INSTRUCTIONS FOR THE TASK: For the listing below, output exactly the lines from the line with "let from = entry.mode;" up to and including the line with "if let Some(Effect::Orbit(orbit)) = &entry.effect", and no other lines.

SUPPLIED RECORDS:
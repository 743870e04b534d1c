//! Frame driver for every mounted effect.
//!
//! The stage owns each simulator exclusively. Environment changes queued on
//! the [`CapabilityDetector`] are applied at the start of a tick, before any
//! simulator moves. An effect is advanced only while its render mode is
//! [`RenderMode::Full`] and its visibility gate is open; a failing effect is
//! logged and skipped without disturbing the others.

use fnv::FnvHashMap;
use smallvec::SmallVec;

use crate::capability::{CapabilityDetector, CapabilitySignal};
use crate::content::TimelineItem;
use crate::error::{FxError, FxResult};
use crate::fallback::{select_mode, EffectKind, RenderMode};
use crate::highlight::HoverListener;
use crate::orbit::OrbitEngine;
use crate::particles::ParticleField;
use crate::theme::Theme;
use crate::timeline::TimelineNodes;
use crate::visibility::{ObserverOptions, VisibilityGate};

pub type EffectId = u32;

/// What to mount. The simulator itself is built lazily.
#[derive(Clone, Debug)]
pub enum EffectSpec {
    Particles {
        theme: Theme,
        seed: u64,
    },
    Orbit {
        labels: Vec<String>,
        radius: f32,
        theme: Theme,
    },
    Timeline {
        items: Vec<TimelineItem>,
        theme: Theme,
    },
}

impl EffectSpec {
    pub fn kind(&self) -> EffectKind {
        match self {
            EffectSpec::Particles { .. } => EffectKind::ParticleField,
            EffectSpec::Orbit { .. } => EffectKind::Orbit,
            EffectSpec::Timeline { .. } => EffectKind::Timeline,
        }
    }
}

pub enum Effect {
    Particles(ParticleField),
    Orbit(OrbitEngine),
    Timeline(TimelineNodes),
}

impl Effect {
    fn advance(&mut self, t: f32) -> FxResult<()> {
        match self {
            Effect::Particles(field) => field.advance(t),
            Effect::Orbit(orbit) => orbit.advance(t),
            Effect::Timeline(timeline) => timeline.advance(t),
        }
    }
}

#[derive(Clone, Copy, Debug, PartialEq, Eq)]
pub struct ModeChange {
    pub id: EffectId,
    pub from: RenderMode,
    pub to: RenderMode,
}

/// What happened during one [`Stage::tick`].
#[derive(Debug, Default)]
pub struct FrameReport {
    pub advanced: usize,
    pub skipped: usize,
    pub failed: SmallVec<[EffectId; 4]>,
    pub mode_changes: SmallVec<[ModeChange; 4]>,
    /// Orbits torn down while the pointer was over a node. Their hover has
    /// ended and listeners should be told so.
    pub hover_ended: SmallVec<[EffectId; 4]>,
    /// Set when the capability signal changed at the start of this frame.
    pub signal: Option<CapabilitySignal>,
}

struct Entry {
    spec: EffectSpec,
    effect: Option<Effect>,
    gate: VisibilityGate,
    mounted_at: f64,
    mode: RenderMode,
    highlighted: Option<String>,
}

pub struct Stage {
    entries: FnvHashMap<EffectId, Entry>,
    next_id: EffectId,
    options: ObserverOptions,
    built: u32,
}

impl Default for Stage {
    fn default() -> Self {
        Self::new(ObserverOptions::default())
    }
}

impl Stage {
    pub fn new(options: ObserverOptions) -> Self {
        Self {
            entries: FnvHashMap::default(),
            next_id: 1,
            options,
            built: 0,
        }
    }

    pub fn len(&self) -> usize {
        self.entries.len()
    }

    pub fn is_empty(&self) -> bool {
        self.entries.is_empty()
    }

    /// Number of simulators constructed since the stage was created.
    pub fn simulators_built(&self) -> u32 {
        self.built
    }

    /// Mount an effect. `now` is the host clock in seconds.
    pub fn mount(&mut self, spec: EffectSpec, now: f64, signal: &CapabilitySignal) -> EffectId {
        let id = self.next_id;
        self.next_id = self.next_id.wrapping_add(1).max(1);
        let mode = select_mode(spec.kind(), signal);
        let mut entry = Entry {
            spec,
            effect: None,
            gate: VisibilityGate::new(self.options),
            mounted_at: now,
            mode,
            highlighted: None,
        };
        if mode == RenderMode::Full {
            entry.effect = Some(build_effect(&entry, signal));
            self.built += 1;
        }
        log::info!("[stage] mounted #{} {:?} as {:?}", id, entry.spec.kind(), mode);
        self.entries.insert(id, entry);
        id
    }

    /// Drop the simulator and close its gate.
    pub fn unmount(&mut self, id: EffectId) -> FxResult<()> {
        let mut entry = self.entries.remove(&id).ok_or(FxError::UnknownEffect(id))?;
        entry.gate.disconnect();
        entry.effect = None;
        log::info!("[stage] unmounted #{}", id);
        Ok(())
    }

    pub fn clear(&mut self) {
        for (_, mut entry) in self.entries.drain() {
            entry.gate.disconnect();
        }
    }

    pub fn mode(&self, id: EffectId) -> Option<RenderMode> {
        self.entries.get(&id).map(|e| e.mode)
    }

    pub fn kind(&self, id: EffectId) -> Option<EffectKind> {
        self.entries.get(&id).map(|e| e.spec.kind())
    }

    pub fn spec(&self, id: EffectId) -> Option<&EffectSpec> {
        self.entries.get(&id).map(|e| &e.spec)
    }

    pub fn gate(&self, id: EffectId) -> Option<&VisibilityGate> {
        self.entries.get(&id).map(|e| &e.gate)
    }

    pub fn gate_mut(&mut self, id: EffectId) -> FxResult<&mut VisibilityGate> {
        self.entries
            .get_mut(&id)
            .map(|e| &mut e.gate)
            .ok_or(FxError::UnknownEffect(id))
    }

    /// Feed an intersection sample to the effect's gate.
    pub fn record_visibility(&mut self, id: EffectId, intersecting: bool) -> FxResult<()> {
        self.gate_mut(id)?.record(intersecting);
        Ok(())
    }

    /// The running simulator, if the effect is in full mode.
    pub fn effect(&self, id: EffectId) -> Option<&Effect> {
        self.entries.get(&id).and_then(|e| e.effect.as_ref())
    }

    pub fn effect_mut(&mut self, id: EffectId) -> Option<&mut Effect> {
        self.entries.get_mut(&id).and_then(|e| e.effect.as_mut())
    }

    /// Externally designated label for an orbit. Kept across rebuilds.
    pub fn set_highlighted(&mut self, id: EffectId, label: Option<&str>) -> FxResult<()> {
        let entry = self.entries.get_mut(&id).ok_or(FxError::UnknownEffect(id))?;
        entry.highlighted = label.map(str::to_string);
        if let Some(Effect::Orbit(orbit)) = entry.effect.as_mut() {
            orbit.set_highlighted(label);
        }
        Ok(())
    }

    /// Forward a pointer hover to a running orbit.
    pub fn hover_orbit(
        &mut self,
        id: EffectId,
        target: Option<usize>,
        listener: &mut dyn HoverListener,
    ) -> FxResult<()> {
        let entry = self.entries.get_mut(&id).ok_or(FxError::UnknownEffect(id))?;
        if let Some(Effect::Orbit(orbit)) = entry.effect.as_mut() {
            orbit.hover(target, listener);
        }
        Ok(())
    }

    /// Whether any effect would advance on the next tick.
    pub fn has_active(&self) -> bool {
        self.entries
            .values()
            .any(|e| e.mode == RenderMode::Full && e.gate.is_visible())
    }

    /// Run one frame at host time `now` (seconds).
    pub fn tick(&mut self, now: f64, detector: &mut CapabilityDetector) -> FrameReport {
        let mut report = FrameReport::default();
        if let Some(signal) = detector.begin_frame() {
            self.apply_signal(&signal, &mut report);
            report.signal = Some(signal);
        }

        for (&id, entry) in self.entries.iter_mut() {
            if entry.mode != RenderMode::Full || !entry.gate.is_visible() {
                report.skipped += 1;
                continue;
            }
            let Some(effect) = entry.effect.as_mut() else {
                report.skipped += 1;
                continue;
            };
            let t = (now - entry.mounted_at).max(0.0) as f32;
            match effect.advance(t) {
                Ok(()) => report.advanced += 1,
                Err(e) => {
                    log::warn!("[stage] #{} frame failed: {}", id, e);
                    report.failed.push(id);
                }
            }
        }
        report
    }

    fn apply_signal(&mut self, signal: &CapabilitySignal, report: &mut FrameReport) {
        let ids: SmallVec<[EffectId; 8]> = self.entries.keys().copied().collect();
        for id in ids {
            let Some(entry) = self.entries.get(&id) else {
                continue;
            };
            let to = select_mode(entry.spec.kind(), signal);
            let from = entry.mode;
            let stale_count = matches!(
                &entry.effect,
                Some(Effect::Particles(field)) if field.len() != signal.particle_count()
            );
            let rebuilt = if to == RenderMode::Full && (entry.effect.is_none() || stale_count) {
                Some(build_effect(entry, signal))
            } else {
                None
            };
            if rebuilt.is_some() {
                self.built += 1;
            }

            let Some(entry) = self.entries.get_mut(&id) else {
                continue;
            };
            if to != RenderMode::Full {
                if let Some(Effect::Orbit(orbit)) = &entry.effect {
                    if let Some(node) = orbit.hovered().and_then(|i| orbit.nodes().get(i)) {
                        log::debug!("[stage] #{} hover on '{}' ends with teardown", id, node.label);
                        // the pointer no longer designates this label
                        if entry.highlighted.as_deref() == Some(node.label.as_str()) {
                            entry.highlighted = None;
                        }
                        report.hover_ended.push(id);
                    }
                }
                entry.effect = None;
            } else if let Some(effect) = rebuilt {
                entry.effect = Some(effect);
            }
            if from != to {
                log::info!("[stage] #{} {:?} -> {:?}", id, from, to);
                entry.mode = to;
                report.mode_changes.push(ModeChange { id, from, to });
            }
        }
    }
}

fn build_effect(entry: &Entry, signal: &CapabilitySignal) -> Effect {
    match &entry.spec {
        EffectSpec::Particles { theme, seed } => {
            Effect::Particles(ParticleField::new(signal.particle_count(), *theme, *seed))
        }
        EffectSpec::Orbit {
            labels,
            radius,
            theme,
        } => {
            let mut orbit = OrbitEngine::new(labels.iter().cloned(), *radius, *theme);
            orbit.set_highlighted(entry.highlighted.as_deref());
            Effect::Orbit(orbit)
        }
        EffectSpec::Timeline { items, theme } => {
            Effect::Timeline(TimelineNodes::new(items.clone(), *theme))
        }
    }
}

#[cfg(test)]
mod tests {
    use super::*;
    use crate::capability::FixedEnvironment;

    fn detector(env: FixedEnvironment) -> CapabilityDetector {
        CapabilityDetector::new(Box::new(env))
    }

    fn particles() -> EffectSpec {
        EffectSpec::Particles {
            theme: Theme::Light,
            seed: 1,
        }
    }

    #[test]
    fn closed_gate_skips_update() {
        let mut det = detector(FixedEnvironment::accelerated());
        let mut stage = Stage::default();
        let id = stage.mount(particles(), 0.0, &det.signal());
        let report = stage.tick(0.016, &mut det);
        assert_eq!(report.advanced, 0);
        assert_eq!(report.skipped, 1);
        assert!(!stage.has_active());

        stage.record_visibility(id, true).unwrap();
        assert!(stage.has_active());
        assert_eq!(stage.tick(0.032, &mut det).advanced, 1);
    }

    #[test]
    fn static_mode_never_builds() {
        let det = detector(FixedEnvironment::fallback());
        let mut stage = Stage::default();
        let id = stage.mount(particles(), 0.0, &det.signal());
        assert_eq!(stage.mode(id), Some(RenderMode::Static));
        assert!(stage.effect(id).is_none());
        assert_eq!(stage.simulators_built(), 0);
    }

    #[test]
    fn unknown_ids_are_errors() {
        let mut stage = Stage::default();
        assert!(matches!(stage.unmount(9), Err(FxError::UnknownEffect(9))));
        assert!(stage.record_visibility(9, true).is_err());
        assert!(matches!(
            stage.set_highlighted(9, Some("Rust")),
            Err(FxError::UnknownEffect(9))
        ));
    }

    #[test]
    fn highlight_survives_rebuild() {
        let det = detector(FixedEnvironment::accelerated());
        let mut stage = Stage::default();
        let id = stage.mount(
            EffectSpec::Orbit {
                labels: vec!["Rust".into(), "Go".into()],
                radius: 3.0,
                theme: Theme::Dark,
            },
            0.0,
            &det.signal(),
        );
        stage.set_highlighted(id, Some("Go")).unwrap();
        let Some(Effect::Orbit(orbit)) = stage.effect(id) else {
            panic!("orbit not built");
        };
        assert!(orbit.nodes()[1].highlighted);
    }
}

ANSWER SPACE:
            let from = entry.mode;
            let stale_count = matches!(
                &entry.effect,
                Some(Effect::Particles(field)) if field.len() != signal.particle_count()
            );
            let rebuilt = if to == RenderMode::Full && (entry.effect.is_none() || stale_count) {
                Some(build_effect(entry, signal))
            } else {
                None
            };
            if rebuilt.is_some() {
                self.built += 1;
            }

            let Some(entry) = self.entries.get_mut(&id) else {
                continue;
            };
            if to != RenderMode::Full {
                if let Some(Effect::Orbit(orbit)) = &entry.effect {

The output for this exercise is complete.